_What is expected_. Search the entries for the word "sessions". Copy each line in which it is found.

_Given records_.
• • •

//! Frame Sampling
//!
//! Picks a bounded, evenly spaced set of screenshots from a run directory
//! for injection into model prompts.
//!
//! ```text
//! runs/
//!   session-1/  frame-0.png frame-1.png ...
//!   session-2/  frame-0.png ...        <- penultimate session is used
//!   session-3/  (possibly still being written)
//! ```

use anyhow::{Context, Result};
use base64::{engine::general_purpose::STANDARD as BASE64, Engine};
use std::path::{Path, PathBuf};
use tracing::{debug, warn};

use crate::completion::ContentPart;
use crate::config::VisionConfig;

/// Token separator in session and frame names
const SYMBOL_SPLIT: char = '-';

/// Deterministic frame selection over a directory of sessions
pub struct FrameSampler;

impl FrameSampler {
    /// Select `count` frames and return them base64-encoded, oldest first
    pub fn select(base_dir: &Path, count: usize) -> Result<Vec<String>> {
        Self::select_paths(base_dir, count)?
            .iter()
            .map(|path| encode_file(path))
            .collect()
    }

    /// Same selection as [`select`](Self::select), returning file paths
    pub fn select_paths(base_dir: &Path, count: usize) -> Result<Vec<PathBuf>> {
        let Some(session) = Self::choose_session(base_dir)? else {
            debug!(dir = %base_dir.display(), "No sessions found");
            return Ok(vec![]);
        };

        let frames = Self::collect_frames(&session)?;
        if frames.is_empty() {
            warn!(dir = %session.display(), "No frames found in session");
            return Ok(vec![]);
        }

        Ok(sample_indices(frames.len(), count)
            .into_iter()
            .map(|i| frames[i].clone())
            .collect())
    }

    /// The only session if there is one, otherwise the second-to-last
    fn choose_session(base_dir: &Path) -> Result<Option<PathBuf>> {
        let entries = std::fs::read_dir(base_dir)
            .with_context(|| format!("Failed to read image directory {}", base_dir.display()))?;

        let mut sessions: Vec<(u64, PathBuf)> = Vec::new();
        for entry in entries {
            let entry = entry?;
            if !entry.file_type()?.is_dir() {
                continue;
            }
            let name = entry.file_name().to_string_lossy().into_owned();
            match trailing_number(&name) {
                Some(n) => sessions.push((n, entry.path())),
                None => debug!(name = %name, "Skipping session without numeric suffix"),
            }
        }

        sessions.sort_by_key(|(n, _)| *n);

        let chosen = match sessions.len() {
            0 => None,
            1 => sessions.pop(),
            len => sessions.into_iter().nth(len - 2),
        };
        Ok(chosen.map(|(_, path)| path))
    }

    /// Regular `.png` files with a numeric final token, sorted by that number
    fn collect_frames(session: &Path) -> Result<Vec<PathBuf>> {
        let mut frames: Vec<(u64, PathBuf)> = Vec::new();

        for entry in std::fs::read_dir(session)
            .with_context(|| format!("Failed to read session {}", session.display()))?
        {
            let entry = entry?;
            if !entry.file_type()?.is_file() {
                continue;
            }
            let name = entry.file_name().to_string_lossy().into_owned();
            let Some(stem) = name.strip_suffix(".png") else {
                continue;
            };
            if let Some(n) = trailing_number(stem) {
                frames.push((n, entry.path()));
            }
        }

        frames.sort_by_key(|(n, _)| *n);
        Ok(frames.into_iter().map(|(_, p)| p).collect())
    }
}

/// Final `-` token parsed as a non-negative integer
fn trailing_number(name: &str) -> Option<u64> {
    let token = name.rsplit(SYMBOL_SPLIT).next()?;
    if token.is_empty() || !token.chars().all(|c| c.is_ascii_digit()) {
        return None;
    }
    token.parse().ok()
}

/// Endpoint-inclusive, evenly spaced indices into `len` frames.
///
/// `count == 1` yields only the last frame. Otherwise `count` is clamped to
/// `len` and slot `i` maps to `floor(i * (len - 1) / (count - 1))`.
pub fn sample_indices(len: usize, count: usize) -> Vec<usize> {
    if len == 0 || count == 0 {
        return vec![];
    }
    if count == 1 || len == 1 {
        return vec![len - 1];
    }

    let count = count.min(len);
    let mut indices = Vec::with_capacity(count);
    indices.push(0);
    for i in 1..count - 1 {
        indices.push(i * (len - 1) / (count - 1));
    }
    indices.push(len - 1);
    indices
}

fn encode_file(path: &Path) -> Result<String> {
    let bytes =
        std::fs::read(path).with_context(|| format!("Failed to read frame {}", path.display()))?;
    Ok(BASE64.encode(bytes))
}

/// Frame injection for prompts, as configured for one agent run
#[derive(Debug, Clone, Default)]
pub struct VisionContext {
    enabled: bool,
    images_path: Option<PathBuf>,
    image_count: usize,
}

impl VisionContext {
    pub fn from_config(config: &VisionConfig) -> Self {
        Self {
            enabled: config.enabled,
            images_path: config.images_path.clone(),
            image_count: config.image_count,
        }
    }

    pub fn disabled() -> Self {
        Self::default()
    }

    pub fn is_enabled(&self) -> bool {
        self.enabled
    }

    /// Image parts for a prompt; failures mean "no visual context"
    pub fn image_parts(&self) -> Vec<ContentPart> {
        if !self.enabled {
            return vec![];
        }
        let Some(path) = &self.images_path else {
            warn!("Vision enabled without an images path, continuing without images");
            return vec![];
        };

        match FrameSampler::select(path, self.image_count) {
            Ok(images) => {
                if images.is_empty() {
                    warn!(dir = %path.display(), "No images available, continuing without images");
                }
                images.into_iter().map(ContentPart::Image).collect()
            }
            Err(e) => {
                warn!(dir = %path.display(), "Error loading images: {:#}", e);
                vec![]
            }
        }
    }
}

#[cfg(test)]
mod tests {
    use super::*;

    #[test]
    fn test_sample_indices() {
        assert_eq!(sample_indices(0, 3), Vec::<usize>::new());
        assert_eq!(sample_indices(5, 0), Vec::<usize>::new());
        assert_eq!(sample_indices(5, 1), vec![4]);
        assert_eq!(sample_indices(5, 2), vec![0, 4]);
        assert_eq!(sample_indices(5, 3), vec![0, 2, 4]);
        assert_eq!(sample_indices(10, 4), vec![0, 3, 6, 9]);
        assert_eq!(sample_indices(3, 10), vec![0, 1, 2]);
        assert_eq!(sample_indices(1, 3), vec![0]);
    }

    #[test]
    fn test_trailing_number() {
        assert_eq!(trailing_number("run-12"), Some(12));
        assert_eq!(trailing_number("7"), Some(7));
        assert_eq!(trailing_number("run-"), None);
        assert_eq!(trailing_number("run-1a"), None);
        assert_eq!(trailing_number("run--3"), Some(3));
    }

    #[test]
    fn test_disabled_context_yields_nothing() {
        assert!(VisionContext::disabled().image_parts().is_empty());
    }
}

• • •

_The answer_.
/// Deterministic frame selection over a directory of sessions
            debug!(dir = %base_dir.display(), "No sessions found");
        let mut sessions: Vec<(u64, PathBuf)> = Vec::new();
                Some(n) => sessions.push((n, entry.path())),
        sessions.sort_by_key(|(n, _)| *n);
        let chosen = match sessions.len() {
            1 => sessions.pop(),
            len => sessions.into_iter().nth(len - 2),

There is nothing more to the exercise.